## TO DO
When you find the line with "pub fn allocate(env: Env, project_id: Address)" among the records below, reproduce it and each line after it exactly, ending with the line with "ledger::release(&env, &project_id, amount)?;".
** GIVEN INFORMATION follows **
//! # CcDAO Contract
//!
//! A crowdfunding registry: contributors deposit into a shared pool,
//! projects register against a funding target, and the pool releases funds
//! to projects in amounts sized by a bonding curve.
//!
//! | Phase        | Entry Point(s)                                   |
//! |--------------|--------------------------------------------------|
//! | Bootstrap    | `__constructor(name, admin, token, curve)`       |
//! | Registration | [`CcDao::add_project`]                           |
//! | Funding      | [`CcDao::contribute`], [`CcDao::contribute_to`]  |
//! | Release      | [`CcDao::allocate`]                              |
//! | Queries      | `get_project`, `aggregate_balance`, `reserve_balance`, `attributed_balance`, `project_count`, `project_ids`, `price_for`, `quote`, `curve`, `admin`, `dao_name`, `pool_token` |
//!
//! ## Architecture
//!
//! Pricing lives in [`pricer`], project records in [`registry`], balances
//! in [`ledger`]. This file only sequences those modules, moves tokens and
//! publishes the allocation event. Every mutating entry point ends with
//! [`ledger::assert_conserved`].
//!
//! Only the admin fixed at deployment may register projects: `allocate` pays
//! a project from the shared reserve up to its declared target, so
//! registration is what decides who can receive pooled funds.

#![no_std]

use soroban_sdk::{
    contract, contracterror, contractimpl, panic_with_error, token, Address, Env, String, Vec,
};

mod events;
mod ledger;
mod pricer;
mod registry;
mod storage;
mod types;

#[cfg(test)]
mod invariants;
#[cfg(test)]
mod test_events;

pub use events::{Allocation, FundsReceived, ProjectCredited, ProjectRegistered};
pub use pricer::{BondingCurve, PRICE_SCALE};
pub use types::{DaoConfig, Project};

#[contracterror]
#[derive(Copy, Clone, Debug, Eq, PartialEq, PartialOrd, Ord)]
#[repr(u32)]
pub enum Error {
    InvalidTarget                     = 1,
    DuplicateProject                  = 2,
    UnknownProject                    = 3,
    InsufficientPoolFunds             = 4,
    InsufficientProjectAllocationRoom = 5,
    InvalidAmount                     = 6,
    InvalidCurve                      = 7,
}

#[contract]
pub struct CcDao;

#[contractimpl]
impl CcDao {
    /// Fix the DAO name, the registering admin, the pooled token and the
    /// pricing curve.
    pub fn __constructor(
        env: Env,
        name: String,
        admin: Address,
        token: Address,
        curve: BondingCurve,
    ) {
        if !curve.is_valid() {
            panic_with_error!(&env, Error::InvalidCurve);
        }
        storage::init(
            &env,
            &DaoConfig {
                name,
                admin,
                token,
                curve,
            },
        );
    }

    // ─────────────────────────────────────────────────────────
    // Registration
    // ─────────────────────────────────────────────────────────

    /// Register `project_id` with a funding `target`. Requires the admin's
    /// authorisation.
    pub fn add_project(env: Env, project_id: Address, target: i128) -> Result<Project, Error> {
        storage::load_config(&env).admin.require_auth();
        let project = registry::register(&env, &project_id, target)?;
        ledger::assert_conserved(&env);
        Ok(project)
    }

    // ─────────────────────────────────────────────────────────
    // Funding
    // ─────────────────────────────────────────────────────────

    /// Pool-level deposit. Returns the new aggregate balance.
    ///
    /// The funds are not attributed to any project until an allocation
    /// matches a project against its target.
    pub fn contribute(env: Env, depositor: Address, amount: i128) -> Result<i128, Error> {
        depositor.require_auth();
        ledger::require_positive(amount)?;

        let config = storage::load_config(&env);
        token::Client::new(&env, &config.token).transfer(
            &depositor,
            &env.current_contract_address(),
            &amount,
        );

        let balance = ledger::deposit(&env, &depositor, amount)?;
        ledger::assert_conserved(&env);
        Ok(balance)
    }

    /// Deposit and attribute the whole amount to one project.
    pub fn contribute_to(
        env: Env,
        depositor: Address,
        project_id: Address,
        amount: i128,
    ) -> Result<Project, Error> {
        depositor.require_auth();
        registry::lookup(&env, &project_id)?;
        ledger::require_positive(amount)?;

        let config = storage::load_config(&env);
        token::Client::new(&env, &config.token).transfer(
            &depositor,
            &env.current_contract_address(),
            &amount,
        );

        ledger::deposit(&env, &depositor, amount)?;
        let project = ledger::credit_project(&env, &project_id, amount)?;
        ledger::assert_conserved(&env);
        Ok(project)
    }

    // ─────────────────────────────────────────────────────────
    // Release
    // ─────────────────────────────────────────────────────────

    /// Release the curve-priced share of a project's outstanding balance.
    ///
    /// Reserve funds are first credited to the project up to its target.
    /// Returns the amount paid to `project_id`; zero means there was nothing
    /// to release and nothing changed.
    pub fn allocate(env: Env, project_id: Address) -> Result<i128, Error> {
        let project = registry::lookup(&env, &project_id)?;
        let config = storage::load_config(&env);

        let project = ledger::fund_toward_target(&env, project)?;
        let amount = config.curve.allocation_amount(&project);
        if amount > 0 {
            ledger::release(&env, &project_id, amount)?;
            token::Client::new(&env, &config.token).transfer(
                &env.current_contract_address(),
                &project_id,
                &amount,
            );
            events::allocation(&env, &project_id, amount);
        }

        ledger::assert_conserved(&env);
        Ok(amount)
    }

    // ─────────────────────────────────────────────────────────
    // Queries
    // ─────────────────────────────────────────────────────────

    pub fn get_project(env: Env, project_id: Address) -> Result<Project, Error> {
        registry::lookup(&env, &project_id)
    }

    pub fn aggregate_balance(env: Env) -> i128 {
        storage::get_pool_balance(&env)
    }

    /// Part of the pool not yet attributed to any project.
    pub fn reserve_balance(env: Env) -> i128 {
        storage::get_reserve(&env)
    }

    /// Sum of every project's outstanding balance.
    pub fn attributed_balance(env: Env) -> i128 {
        storage::get_attributed(&env)
    }

    pub fn project_count(env: Env) -> u32 {
        storage::project_count(&env)
    }

    /// Registered projects in registration order, `limit` at a time from
    /// position `start`. Pages hold at most 50 addresses.
    pub fn project_ids(env: Env, start: u32, limit: u32) -> Vec<Address> {
        storage::project_page(&env, start, limit)
    }

    pub fn price_for(env: Env, cumulative_input: i128) -> i128 {
        storage::load_config(&env).curve.price_for(cumulative_input)
    }

    /// The amount `allocate(project_id)` would release right now.
    pub fn quote(env: Env, project_id: Address) -> Result<i128, Error> {
        let mut project = registry::lookup(&env, &project_id)?;
        let config = storage::load_config(&env);

        project.contributions += project.shortfall().min(storage::get_reserve(&env));
        Ok(config.curve.allocation_amount(&project))
    }

    pub fn curve(env: Env) -> BondingCurve {
        storage::load_config(&env).curve
    }

    pub fn admin(env: Env) -> Address {
        storage::load_config(&env).admin
    }

    pub fn dao_name(env: Env) -> String {
        storage::load_config(&env).name
    }

    pub fn pool_token(env: Env) -> Address {
        storage::load_config(&env).token
    }
}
** End of GIVEN INFORMATION **
## TASK RESPONSE
    pub fn allocate(env: Env, project_id: Address) -> Result<i128, Error> {
        let project = registry::lookup(&env, &project_id)?;
        let config = storage::load_config(&env);

        let project = ledger::fund_toward_target(&env, project)?;
        let amount = config.curve.allocation_amount(&project);
        if amount > 0 {
            ledger::release(&env, &project_id, amount)?;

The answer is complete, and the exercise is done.